The final results reveal a median overall survival (OS) rate and progression-free survival (PFS) similar to currently approved therapies in the indication, at 13.8 months for OS and 3.5 months for PFS. The company touts “robust activity” with a 32.4% objective response rate and 10.2% complete response rate (CR) in the intent-to-treat population—which was an estimated 145 participants—though statistical significance was not met.
When stratified by PTCL subsets, patients with angioimmunoblastic T cell lymphoma (AITL) had the highest objective response rate at 53.3% and a complete response rate of 26.7%, though the DoR wasn’t meaningfully different across differing subsets.
“The strong activity of AFM13 in heavily pretreated patients with peripheral T cell lymphoma is very encouraging and, coupled with the favorable safety profile, provides a rationale for further clinical development of the agent in PTCL,” Won Seog Kim, M.D., Ph.D., hematology-oncology professor at Samsung Medical Center in Seoul and principal investigator for the study, said in an April 16 release. “PTCL is a disease that can be challenging to treat with an urgent need for new mechanisms, as there are very few options today. AFM13 holds promise to address the gap in current treatment options.”
Beyond the company’s optimistic take is the fact that the oncology space is highly crowded, whittling down the need for a comparable therapy. Perhaps this is why the German biotech has decided to no longer pursue accelerated approval for AFM13 as a monotherapy in PTCL, instead turning its resources to study AFM13 in combination with Artiva’s AB-101 natural killer (NK) cell product.
The biotech is already running a phase 1/2 trial of AFM13 in combo with allogeneic NK cells. The study demonstrates that the combo type can “achieve remarkable clinical outcomes” for patients with CD30-positive lymphomas, Affimed CEO Adi Hoess, M.D., Ph.D., said April 16.
The clinical-stage company desperately needs a win after falling out of compliance for 30 days with NASDAQ’s $1 per share requirement earlier this month, according to an April 6 filing with the Securities and Exchange Commission. The company has 180 days—or until Oct. 2 of this year—to get its share price back up. Currently, the stock sits at 79 cents per share, up 5% from 75 cents at market close Friday.

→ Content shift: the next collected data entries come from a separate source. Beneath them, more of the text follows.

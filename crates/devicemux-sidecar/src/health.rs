//! Health and readiness endpoints.
//!
//! - `GET /health` - Always healthy while the process runs
//! - `GET /ready` - 200 after the first successful reconciliation pass,
//!   503 before

use std::sync::atomic::{AtomicBool, Ordering};
use std::sync::Arc;

use axum::extract::State;
use axum::http::StatusCode;
use axum::response::IntoResponse;
use axum::routing::get;
use axum::{Json, Router};
use serde::Serialize;
use tower_http::trace::TraceLayer;

#[derive(Serialize)]
struct HealthResponse {
    status: &'static str,
    service: &'static str,
}

async fn health_handler() -> impl IntoResponse {
    Json(HealthResponse {
        status: "healthy",
        service: "devicemux-sidecar",
    })
}

async fn ready_handler(State(ready): State<Arc<AtomicBool>>) -> impl IntoResponse {
    if ready.load(Ordering::SeqCst) {
        (StatusCode::OK, "ready")
    } else {
        (StatusCode::SERVICE_UNAVAILABLE, "not ready")
    }
}

/// Create the health router.
pub fn router(ready: Arc<AtomicBool>) -> Router {
    Router::new()
        .route("/health", get(health_handler))
        .route("/ready", get(ready_handler))
        .layer(TraceLayer::new_for_http())
        .with_state(ready)
}

#[cfg(test)]
mod tests {
    use axum::body::Body;
    use axum::http::Request;
    use tower::ServiceExt;

    use super::*;

    async fn get_status(app: Router, uri: &str) -> (StatusCode, String) {
        let response = app
            .oneshot(Request::builder().uri(uri).body(Body::empty()).unwrap())
            .await
            .unwrap();
        let status = response.status();
        let body = axum::body::to_bytes(response.into_body(), usize::MAX)
            .await
            .unwrap();
        (status, String::from_utf8(body.to_vec()).unwrap())
    }

    #[tokio::test]
    async fn health_is_always_ok() {
        let (status, body) = get_status(router(Arc::new(AtomicBool::new(false))), "/health").await;
        assert_eq!(status, StatusCode::OK);
        let json: serde_json::Value = serde_json::from_str(&body).unwrap();
        assert_eq!(json["status"], "healthy");
        assert_eq!(json["service"], "devicemux-sidecar");
    }

    #[tokio::test]
    async fn ready_follows_flag() {
        let ready = Arc::new(AtomicBool::new(false));
        let (status, _) = get_status(router(Arc::clone(&ready)), "/ready").await;
        assert_eq!(status, StatusCode::SERVICE_UNAVAILABLE);

        ready.store(true, Ordering::SeqCst);
        let (status, body) = get_status(router(ready), "/ready").await;
        assert_eq!(status, StatusCode::OK);
        assert_eq!(body, "ready");
    }
}
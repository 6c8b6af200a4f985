//! Developer disk image provisioning.
//!
//! Debugging and automation services only start once a developer disk
//! image matching the device's OS version is mounted.

use std::sync::Arc;

use devicemux_core::{PairingRecord, ProductVersion};
use devicemux_lockdown::{ImageMounter, DEVELOPER_IMAGE_TYPE};
use devicemux_muxer::MuxerDevice;
use tracing::{debug, info, instrument};

use crate::disks::{DeveloperDisk, DeveloperDiskStore};
use crate::host::DeviceHost;
use crate::Result;

/// Mounts developer disk images on paired devices.
pub struct DeveloperDiskProvisioner {
    host: Arc<dyn DeviceHost>,
    store: Arc<dyn DeveloperDiskStore>,
}

impl DeveloperDiskProvisioner {
    /// Create a provisioner taking images from `store`.
    #[must_use]
    pub fn new(host: Arc<dyn DeviceHost>, store: Arc<dyn DeveloperDiskStore>) -> Self {
        Self { host, store }
    }

    /// Make sure a developer disk image is mounted.
    ///
    /// Returns `false` when no image is mounted and the store has none for
    /// the device's version.
    ///
    /// # Errors
    ///
    /// Returns an error if the image mounter cannot be reached or refuses
    /// the image.
    #[instrument(skip(self, device, record), fields(udid = %device.udid))]
    pub async fn provision(&self, device: &MuxerDevice, record: &PairingRecord) -> Result<bool> {
        let mut mounter = self.host.open_image_mounter(device, record).await?;
        let result = self.mount(device, mounter.as_mut()).await;
        if let Err(e) = mounter.hangup().await {
            debug!(error = %e, "Image mounter hangup failed");
        }
        result
    }

    async fn mount(&self, device: &MuxerDevice, mounter: &mut dyn ImageMounter) -> Result<bool> {
        if !mounter.lookup_image(DEVELOPER_IMAGE_TYPE).await?.is_empty() {
            debug!("Developer disk image already mounted");
            return Ok(true);
        }

        let version = self.host.product_version(device).await?;
        let Some(disk) = self.find_disk(version).await? else {
            info!(version = %version, "No developer disk image for device version");
            return Ok(false);
        };

        mounter
            .upload_image(DEVELOPER_IMAGE_TYPE, &disk.image, &disk.signature)
            .await?;
        mounter
            .mount_image(DEVELOPER_IMAGE_TYPE, &disk.signature)
            .await?;
        info!(version = %version, "Mounted developer disk image");
        Ok(true)
    }

    /// Look up the exact version, then `major.minor` for versions with a
    /// build component.
    async fn find_disk(&self, version: ProductVersion) -> Result<Option<DeveloperDisk>> {
        if let Some(disk) = self.store.find(&version.to_string()).await? {
            return Ok(Some(disk));
        }
        if version.has_build() {
            return self.store.find(&version.major_minor().to_string()).await;
        }
        Ok(None)
    }
}

#[cfg(test)]
mod tests {
    use super::*;
    use crate::disks::mock::MemoryDiskStore;
    use crate::host::mock::{mock_record, MockDeviceHost};

    fn disk() -> DeveloperDisk {
        DeveloperDisk {
            image: vec![0u8; 64],
            signature: b"signature".to_vec(),
        }
    }

    fn setup() -> (Arc<MockDeviceHost>, Arc<MemoryDiskStore>, DeveloperDiskProvisioner) {
        let host = Arc::new(MockDeviceHost::new());
        let store = Arc::new(MemoryDiskStore::new());
        let provisioner = DeveloperDiskProvisioner::new(host.clone(), store.clone());
        (host, store, provisioner)
    }

    #[tokio::test]
    async fn mounted_image_needs_nothing() {
        let (host, store, provisioner) = setup();
        let device = host.attach(1, "abc");
        host.mounter().state().mounted.push(b"existing".to_vec());

        assert!(provisioner.provision(&device, &mock_record("H")).await.unwrap());
        assert!(store.lookups().is_empty());
        assert!(host.mounter().state().uploads.is_empty());
        assert_eq!(host.mounter().state().hangups, 1);
    }

    #[tokio::test]
    async fn build_version_falls_back_to_major_minor() {
        let (host, store, provisioner) = setup();
        let device = host.attach(1, "abc");
        host.set_version(ProductVersion::new(13, 4, Some(1)));
        store.insert("13.4", disk());

        assert!(provisioner.provision(&device, &mock_record("H")).await.unwrap());
        assert_eq!(store.lookups(), vec!["13.4.1".to_string(), "13.4".to_string()]);
        let state = host.mounter().state();
        assert_eq!(state.uploads.len(), 1);
        assert_eq!(state.mounts, vec![b"signature".to_vec()]);
    }

    #[tokio::test]
    async fn missing_image_is_not_an_error() {
        let (host, store, provisioner) = setup();
        let device = host.attach(1, "abc");
        host.set_version(ProductVersion::new(16, 4, None));

        assert!(!provisioner.provision(&device, &mock_record("H")).await.unwrap());
        assert_eq!(store.lookups(), vec!["16.4".to_string()]);
        assert_eq!(host.mounter().state().hangups, 1);
    }

    #[tokio::test]
    async fn refused_mount_raises_image_mounter_error() {
        let (host, store, provisioner) = setup();
        let device = host.attach(1, "abc");
        host.set_version(ProductVersion::new(16, 4, None));
        store.insert("16.4", disk());
        host.mounter().fail_mount("ImageMountFailed");

        let err = provisioner
            .provision(&device, &mock_record("H"))
            .await
            .unwrap_err();
        assert!(err.is_image_mounter());
        assert!(err.to_string().contains("ImageMountFailed"));
        assert_eq!(host.mounter().state().hangups, 1);
    }
}
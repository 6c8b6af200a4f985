//! Kubernetes sidecar exposing attached iOS devices as `MobileDevice`
//! resources.
//!
//! The sidecar runs next to usbmuxd on a node with devices attached. It
//! keeps one `MobileDevice` per attached device and drives each device
//! towards `Ready`:
//!
//! - **Pairing**: keeps the muxer's and the cluster's pairing records in
//!   line with what the device trusts, and pairs untrusted devices in the
//!   background
//! - **Developer disk**: mounts the developer disk image matching the
//!   device's OS version
//! - **Reconciliation**: creates, updates and deletes resources as devices
//!   come and go
//!
//! # Architecture
//!
//! ```text
//! ┌──────────────┐  events   ┌──────────────┐   CRUD   ┌──────────────────┐
//! │   usbmuxd    │──────────▶│  Reconciler  │─────────▶│  MobileDevice    │
//! └──────────────┘           └──────────────┘          │  Pod, Secret     │
//!        ▲                      │        │              └──────────────────┘
//!        │ lockdown     ┌───────┘        └────────┐             ▲
//!        │              ▼                         ▼             │
//! ┌──────────────┐  ┌────────────────────┐  ┌───────────────────┴──┐
//! │  DeviceHost  │◀─│ PairingProvisioner │  │ DeveloperDisk-       │
//! └──────────────┘  └────────────────────┘  │ Provisioner          │
//!                                           └──────────────────────┘
//! ```
//!
//! # Testing
//!
//! Enable the `test-utils` feature for in-memory implementations of the
//! cluster, host and store seams:
//!
//! ```ignore
//! use devicemux_sidecar::{MockDeviceHost, MockDeviceRepository, Reconciler};
//!
//! let host = Arc::new(MockDeviceHost::new());
//! host.attach(1, "00008030-001A2B3C4D5E6F70");
//! reconciler.reconcile_once().await?;
//! ```

#![forbid(unsafe_code)]
#![warn(missing_docs)]
#![warn(clippy::all)]
#![warn(clippy::pedantic)]

pub mod cluster;
pub mod conditions;
pub mod crd;
pub mod developer_disk;
pub mod disks;
pub mod error;
pub mod health;
pub mod host;
pub mod pairing;
pub mod reconciler;
pub mod registry;
pub mod stores;
pub mod types;

pub use cluster::{DeviceRepository, KubeDeviceRepository};
pub use crd::{
    ConditionStatus, ConditionType, DeviceCondition, MobileDevice, MobileDeviceSpec,
    MobileDeviceStatus,
};
pub use developer_disk::DeveloperDiskProvisioner;
pub use disks::{
    DeveloperDisk, DeveloperDiskStore, DirectoryDiskStore, DiskStoreChain, HttpDiskStore,
};
pub use error::{Result, SidecarError};
pub use host::{DeviceHost, UsbmuxHost};
pub use pairing::{PairingProvisioner, PairingSettings};
pub use reconciler::{listen_loop, Reconciler};
pub use registry::PairingTaskRegistry;
pub use stores::{MuxerRecordStore, PairingRecordStore, SecretRecordStore};
pub use types::SidecarConfig;

#[cfg(any(test, feature = "test-utils"))]
pub use cluster::mock::MockDeviceRepository;
#[cfg(any(test, feature = "test-utils"))]
pub use disks::mock::MemoryDiskStore;
#[cfg(any(test, feature = "test-utils"))]
pub use host::mock::MockDeviceHost;
#[cfg(any(test, feature = "test-utils"))]
pub use stores::mock::MemoryRecordStore;
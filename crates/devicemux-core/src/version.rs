//! Device product versions.
//!
//! Devices report their OS version as `major.minor[.build]`, for example
//! `13.4.1`. Developer disk images are published per `major.minor`, sometimes
//! with build-specific variants.

use std::fmt;
use std::str::FromStr;

use serde::{Deserialize, Serialize};

use crate::error::CoreError;

/// A parsed `ProductVersion` value.
#[derive(Debug, Clone, Copy, PartialEq, Eq, Hash, PartialOrd, Ord, Serialize, Deserialize)]
pub struct ProductVersion {
    /// Major version.
    pub major: u32,
    /// Minor version.
    pub minor: u32,
    /// Build (patch) component, when the device reports one.
    pub build: Option<u32>,
}

impl ProductVersion {
    /// Create a new version.
    #[must_use]
    pub const fn new(major: u32, minor: u32, build: Option<u32>) -> Self {
        Self {
            major,
            minor,
            build,
        }
    }

    /// Return the `major.minor` form of this version, without a build component.
    #[must_use]
    pub const fn major_minor(&self) -> Self {
        Self::new(self.major, self.minor, None)
    }

    /// Check whether the version has a build component.
    #[must_use]
    pub const fn has_build(&self) -> bool {
        self.build.is_some()
    }
}

impl fmt::Display for ProductVersion {
    fn fmt(&self, f: &mut fmt::Formatter<'_>) -> fmt::Result {
        match self.build {
            Some(build) => write!(f, "{}.{}.{}", self.major, self.minor, build),
            None => write!(f, "{}.{}", self.major, self.minor),
        }
    }
}

impl FromStr for ProductVersion {
    type Err = CoreError;

    /// Parse `major`, `major.minor` or `major.minor.build`.
    ///
    /// A bare major version is treated as `major.0`.
    fn from_str(s: &str) -> Result<Self, Self::Err> {
        let invalid = || CoreError::InvalidVersion(s.to_string());

        let mut parts = s.trim().split('.');
        let major = parts
            .next()
            .and_then(|p| p.parse().ok())
            .ok_or_else(invalid)?;
        let minor = match parts.next() {
            Some(p) => p.parse().map_err(|_| invalid())?,
            None => 0,
        };
        let build = match parts.next() {
            Some(p) => Some(p.parse().map_err(|_| invalid())?),
            None => None,
        };

        if parts.next().is_some() {
            return Err(invalid());
        }

        Ok(Self::new(major, minor, build))
    }
}
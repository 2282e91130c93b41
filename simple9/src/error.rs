use std::{collections::TryReserveError, io};

pub type Result<T> = std::result::Result<T, Error>;

#[derive(Debug, thiserror::Error)]
pub enum Error {
    /// Nothing to encode.
    #[error("empty input")]
    EmptyInput,

    /// A value does not fit in the 28 bit payload.
    #[error("value {value} at {index} exceeds the 28 bit limit")]
    ValueTooLarge { index: usize, value: u32 },

    /// The low 4 bits of a word name no selector.
    #[error("invalid selector {0}")]
    InvalidSelector(u32),

    /// A vbyte group does not fit in the target integer.
    #[error("vbyte overflow")]
    Overflow,

    /// The buffer ended in the middle of a vbyte.
    #[error("vbyte truncated")]
    Truncated,

    #[error(transparent)]
    Io(#[from] io::Error),

    #[error("failed to allocate output: {0}")]
    Alloc(#[from] TryReserveError),
}
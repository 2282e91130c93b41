use rand::prelude::*;
use simple9::{decode, decode_fast, encode, Decoder, MAX_VALUE};

const NITEMS: [usize; 4] = [32, 128, 1024, 65_536];
const MAX_VALUES: [u32; 8] = [4, 8, 32, 128, 512, 16_384, 262_144, MAX_VALUE + 1];

fn init() {
    let _ = env_logger::builder().is_test(true).try_init();
}

fn list<R: Rng>(rng: &mut R, nitems: usize, bound: u32) -> Vec<u32> {
    (0..nitems).map(|_| rng.gen_range(0..bound)).collect()
}

fn check(values: &[u32], decoder: Decoder) {
    let mut file = Vec::new();
    let written = encode(values, &mut file).unwrap();
    assert_eq!(written, file.len());

    let (data, read) = decoder.decode(&file[..]).unwrap();
    assert_eq!(read, written);
    assert_eq!(data.len(), values.len());
    for (i, (d, v)) in data.iter().zip(values).enumerate() {
        assert_eq!(d, v, "data[{}] = {}, should equal {}", i, d, v);
    }
}

#[test]
fn random_lists() {
    init();
    let mut rng = StdRng::seed_from_u64(0x5139);
    for &n in NITEMS.iter() {
        for &bound in MAX_VALUES.iter() {
            let values = list(&mut rng, n, bound);
            check(&values, Decoder::Checked);
            check(&values, Decoder::Unrolled);
        }
    }
}

#[test]
fn narrow_values_compress() {
    init();
    let mut rng = StdRng::seed_from_u64(7);
    let values = list(&mut rng, 28 * 100, 2);

    let mut file = Vec::new();
    let written = encode(&values, &mut file).unwrap();
    assert_eq!(written, 2 + 4 * 100);
}

#[test]
fn concatenated_streams() {
    init();
    let a = vec![1, 2, 3, 4, 5];
    let b = vec![MAX_VALUE; 3];

    let mut file = Vec::new();
    let na = encode(&a, &mut file).unwrap();
    let nb = encode(&b, &mut file).unwrap();

    let mut r = &file[..];
    assert_eq!(decode(&mut r).unwrap(), (a, na));
    assert_eq!(decode_fast(&mut r).unwrap(), (b, nb));
    assert!(r.is_empty());
}
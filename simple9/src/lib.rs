//! Simple-9: word-aligned compression of small non-negative integers.
//!
//! Every 32 bit word carries a 4 bit selector in its low bits and up to 28
//! payload bits, split into equally sized slots. A stream is the vbyte
//! encoded number of items followed by as many words as needed to hold them.
//!
//! ```
//! let values = vec![3, 1, 4, 1, 5, 9, 2, 6];
//! let bytes = simple9::to_vec(&values).unwrap();
//! let (decoded, read) = simple9::from_slice(&bytes).unwrap();
//! assert_eq!(values, decoded);
//! assert_eq!(bytes.len(), read);
//! ```

#[cfg(test)]
#[macro_use]
extern crate quickcheck;

mod decode;
mod encode;
mod error;
mod selector;
mod unrolled;

pub mod vbyte;

pub use {
    decode::{decode, from_slice, unpack},
    encode::{encode, pack, to_vec},
    error::{Error, Result},
    selector::{selector, Selector, CODE_BITS, MAX_ITEMS, MAX_VALUE, SELECTORS, SELECTOR_BITS},
    unrolled::decode_fast,
};

/// Decoding strategy.
#[derive(Debug, Clone, Copy, PartialEq, Eq)]
pub enum Decoder {
    /// Bounds checked extraction, exact output allocation.
    Checked,
    /// Unrolled extraction over an over-allocated output buffer.
    Unrolled,
}

impl Default for Decoder {
    fn default() -> Self {
        Decoder::Checked
    }
}

impl Decoder {
    /// Decodes a stream with the chosen strategy.
    /// Returns the values and the number of bytes read.
    pub fn decode<R: std::io::Read>(self, r: R) -> Result<(Vec<u32>, usize)> {
        match self {
            Decoder::Checked => decode(r),
            Decoder::Unrolled => decode_fast(r),
        }
    }
}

That’s not where Affimed’s troubles end though. Last summer, the FDA denied the biotech’s request to launch human trials for its investigational acute myeloid leukemia (AML) med, a move that prompted the company to explore development outside the U.S.
While the FDA didn’t disclose why it denied authorization for the med, known as AFM28, Affimed said it was related to the design of the dose-escalation study and not the asset itself. The bispecific medicine targets CD16A on NK cells and macrophages, and CD123 on leukemia blasts and leukemic stem cells that occur with AML.